Reporting on Lucas's 2016 appointment to executive director of the National Book Foundation, NBC said: "With Lucas at the forefront of the National Book Foundation and Awards, the future of publishing looks very bright." The Los Angeles Times said Lucas "is clearly poised to bring the organization to a new level...ideally suited" to promote the foundation. She is the third director in the history of the foundation, "one of America’s key literary institutions," and the first woman and the first African-American to lead the organization.

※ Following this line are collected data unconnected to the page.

//! Run driver.
//!
//! [`Pipeline`] owns the compiled patterns, the alias table and the
//! append-only output of a run. Files are ingested one at a time, in the
//! order the caller supplies them; events keep file order, then record
//! order within each file.

use crate::{
    central::CentralLoggerNormalizer,
    classify::RecordClassifier,
    config::Config,
    detect::FormatDetector,
    error::ConfigError,
    levels::LevelAliasResolver,
    pattern::Patterns,
    plain::PlainRecordNormalizer,
    split::RecordSplitter,
    types::{NormalizedEvent, SourceFile, SourceFormat},
};
use thiserror::Error;

/// Progress is reported after every this many central-logger records.
pub const PROGRESS_INTERVAL: usize = 500;

/// Why a whole file contributed nothing.
#[derive(Debug, Clone, PartialEq, Eq, Error)]
pub enum SkipReason {
    #[error("cannot determine log record type from first line {first_line:?}")]
    UndetectableFormat { first_line: Option<String> },

    #[error("failed to read file: {0}")]
    Unreadable(String),
}

#[derive(Debug, Clone, PartialEq, Eq)]
pub struct FileSkip {
    pub file: String,
    pub reason: SkipReason,
}

/// Counters and skips collected during a run.
#[derive(Debug, Clone, Default, PartialEq, Eq)]
pub struct RunReport {
    pub files_loaded: usize,
    pub skipped_files: Vec<FileSkip>,
    pub central_records: usize,
    pub plain_records: usize,
    pub parsed_central_records: usize,
    pub skipped_records: usize,
}

impl RunReport {
    pub fn total_records(&self) -> usize {
        self.central_records + self.plain_records
    }
}

/// Everything a run produced.
#[derive(Debug, Clone, Default, PartialEq)]
pub struct RunOutput {
    pub events: Vec<NormalizedEvent>,
    /// FEA records that were not central-logger records, verbatim.
    pub fea_plain_records: Vec<String>,
    pub report: RunReport,
}

impl RunOutput {
    /// Distinct non-blank client names in order of first appearance.
    pub fn client_names(&self) -> Vec<String> {
        let mut seen = std::collections::HashSet::new();
        self.events
            .iter()
            .map(|e| e.client_name.as_str())
            .filter(|name| !name.trim().is_empty())
            .filter(|name| seen.insert(*name))
            .map(str::to_owned)
            .collect()
    }
}

pub struct Pipeline {
    patterns: Patterns,
    levels: LevelAliasResolver,
    output: RunOutput,
}

impl Pipeline {
    /// Compile patterns and build the alias table. Fails on invalid config.
    pub fn new(config: &Config) -> Result<Self, ConfigError> {
        let patterns = Patterns::compile(config)?;
        let levels = LevelAliasResolver::from_config(&config.level_aliases)?;
        tracing::debug!(aliases = levels.len(), "pipeline ready");

        Ok(Self {
            patterns,
            levels,
            output: RunOutput::default(),
        })
    }

    /// Detect, split, classify and normalize one file.
    pub fn ingest(&mut self, file: &SourceFile) {
        let Some(detection) = FormatDetector::new(&self.patterns).detect(file.first_line()) else {
            tracing::warn!(
                file = %file.name,
                first_line = ?file.first_line(),
                "cannot determine log record type by first line; file ignored"
            );
            self.output.report.skipped_files.push(FileSkip {
                file: file.name.clone(),
                reason: SkipReason::UndetectableFormat {
                    first_line: file.first_line().map(str::to_owned),
                },
            });
            return;
        };

        let records = RecordSplitter::new(detection.pattern).split(&file.lines);
        tracing::debug!(
            file = %file.name,
            format = %detection.format,
            pattern = detection.pattern.name(),
            records = records.len(),
            "split file"
        );

        let classifier = RecordClassifier::new(&self.patterns.central_logger);
        let central = CentralLoggerNormalizer::new(&self.levels);
        let plain = PlainRecordNormalizer::new(&self.levels);
        let out = &mut self.output;

        for text in records {
            let record = classifier.classify(text, detection.format, detection.client_name());

            let result = if record.is_central_logger {
                out.report.central_records += 1;
                central.normalize(&record.text)
            } else {
                out.report.plain_records += 1;
                if record.source_format == SourceFormat::Fea {
                    out.fea_plain_records.push(record.text.clone());
                }
                plain.normalize(&record, detection.pattern)
            };

            match result {
                Ok(event) => {
                    out.events.push(event);
                    if record.is_central_logger {
                        out.report.parsed_central_records += 1;
                        if out.report.parsed_central_records % PROGRESS_INTERVAL == 0 {
                            tracing::info!(
                                parsed = out.report.parsed_central_records,
                                "parsed central logger records"
                            );
                        }
                    }
                }
                Err(error) => {
                    out.report.skipped_records += 1;
                    tracing::warn!(
                        file = %file.name,
                        pattern = detection.pattern.name(),
                        %error,
                        record = %record.text,
                        "skipping record"
                    );
                }
            }
        }

        out.report.files_loaded += 1;
        tracing::info!(
            file = %file.name,
            total_records = out.report.total_records(),
            "loaded file"
        );
    }

    /// Record a file the caller could not read.
    pub fn skip_unreadable(&mut self, file: &str, error: &dyn std::error::Error) {
        tracing::warn!(file, %error, "failed to read file; skipped");
        self.output.report.skipped_files.push(FileSkip {
            file: file.to_owned(),
            reason: SkipReason::Unreadable(error.to_string()),
        });
    }

    pub fn output(&self) -> &RunOutput {
        &self.output
    }

    pub fn finish(self) -> RunOutput {
        let report = &self.output.report;
        tracing::info!(
            files = report.files_loaded,
            skipped_files = report.skipped_files.len(),
            central = report.central_records,
            parsed_central = report.parsed_central_records,
            plain = report.plain_records,
            skipped_records = report.skipped_records,
            events = self.output.events.len(),
            "run complete"
        );
        self.output
    }
}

As executive director, she has publicly discussed the importance of inclusivity in publishing and reaching young readers.

In July 2020, Lucas was named by Knopf Doubleday as a senior vice president who will oversee both Pantheon Books and Schocken Books.

References

Living people
American publishers (people)
People from Montclair, New Jersey

People from Teaneck, New Jersey
University of Chicago alumni
Year of birth missing (living people)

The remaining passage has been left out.